SCANDIA, KS, April 5, 2017 - Butamax Advanced Biofuels LLC, a 50/50 joint venture between BP and DuPont, announced the acquisition of Nesika Energy LLC and its state-of-the-art ethanol facility in Scandia, Kansas. Butamax will now start to add bio-isobutanol capacity to the facility, while continuing to produce ethanol before and after this new capacity comes online.

“The Nesika facility will serve to demonstrate our technology at scale as well as validate process and biocatalyst improvements,” said Stuart Thomas, Butamax CEO. “Our plan is to broadly license our technology, and Nesika and the technology deployed at the site will play a key role in that activity.” The company says that about 200 existing corn ethanol plants could be converted to bio-isobutanol production.

Unlike isobutanol, which is produced from fossil feedstocks, bio-isobutanol is produced from renewable feedstocks and offers both a valuable option for increasing the renewable content of gasoline and a lower carbon alternative to fossil-derived isobutanol in existing chemical applications, according to Butamax.

Bio-isobutanol blends do not suffer from the water solubility issues of ethanol, which means they can be transported via existing fuel pipelines. In the chemicals industry, it is used both directly and as an important building-block for a wider range of products, the company said in a release.

Dev Sanyal, BP’s chief executive of alternative energy, said, “With the largest operated renewables business among the major oil companies, BP is committed to being a part of the global transition to a lower-carbon future. We invest in renewables where we believe we can build commercially viable businesses at scale, and this project, which brings together BP’s and DuPont’s complementary expertise, is another important step in that direction.”

“To drive growth in U.S. manufacturing, we must employ disruptive thinking and innovation to unlock the power of renewable raw materials,” said William F. Feehery, president, DuPont Industrial Biosciences. “With the purchase and planned build-out of the Nesika facility to include bio-isobutanol production, Butamax is taking the next step forward in advancing the bioeconomy, which supports economic growth and opportunity in rural communities.”
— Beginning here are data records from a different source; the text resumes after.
//! SCAN stage: inventory a company folder and flag duplicate candidates.

use super::{JobContext, ProgressSink};
use crate::dupes::detect_duplicates;
use crate::error::Result;
use crate::model::Run;
use crate::provider::walk_folder;

pub(super) fn run_scan(
    ctx: &JobContext,
    run: &Run,
    sink: &ProgressSink,
    folder_id: &str,
    company_name: Option<&str>,
) -> Result<()> {
    sink.update(10, "listing folder contents")?;

    let inventory = walk_folder(ctx.provider.as_ref(), folder_id, &ctx.retry)?;
    tracing::info!(
        run_id = %run.id,
        files = inventory.files.len(),
        folders = inventory.folders.len(),
        "scan inventory complete"
    );
    sink.update(50, "detecting duplicates")?;

    let flags = detect_duplicates(&inventory.files, Some(&run.id), &run.workspace_id);
    if !flags.is_empty() {
        tracing::info!(run_id = %run.id, flags = flags.len(), "duplicate candidates found");
    }
    ctx.repo.insert_duplicate_flags(flags)?;
    sink.update(90, "recording results")?;

    let mut run = ctx.repo.get_run(&run.id)?;
    run.company_folder_id = Some(folder_id.to_string());
    if let Some(name) = company_name {
        run.company_name = Some(name.to_string());
    }
    run.links.original_folder_id = Some(folder_id.to_string());
    ctx.repo.update_run(run)?;

    Ok(())
}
Butamax believes bio-isobutanol’s many applications across a variety of industries, when coupled with commercial-scale production, have the potential to be a strong step forward in growing the bioeconomy and the rural economy. The bioeconomy today contributes $393 billion to the United States each year and supports 4.22 million jobs, according to the latest USDA estimates, and many of those jobs are for highly skilled workers.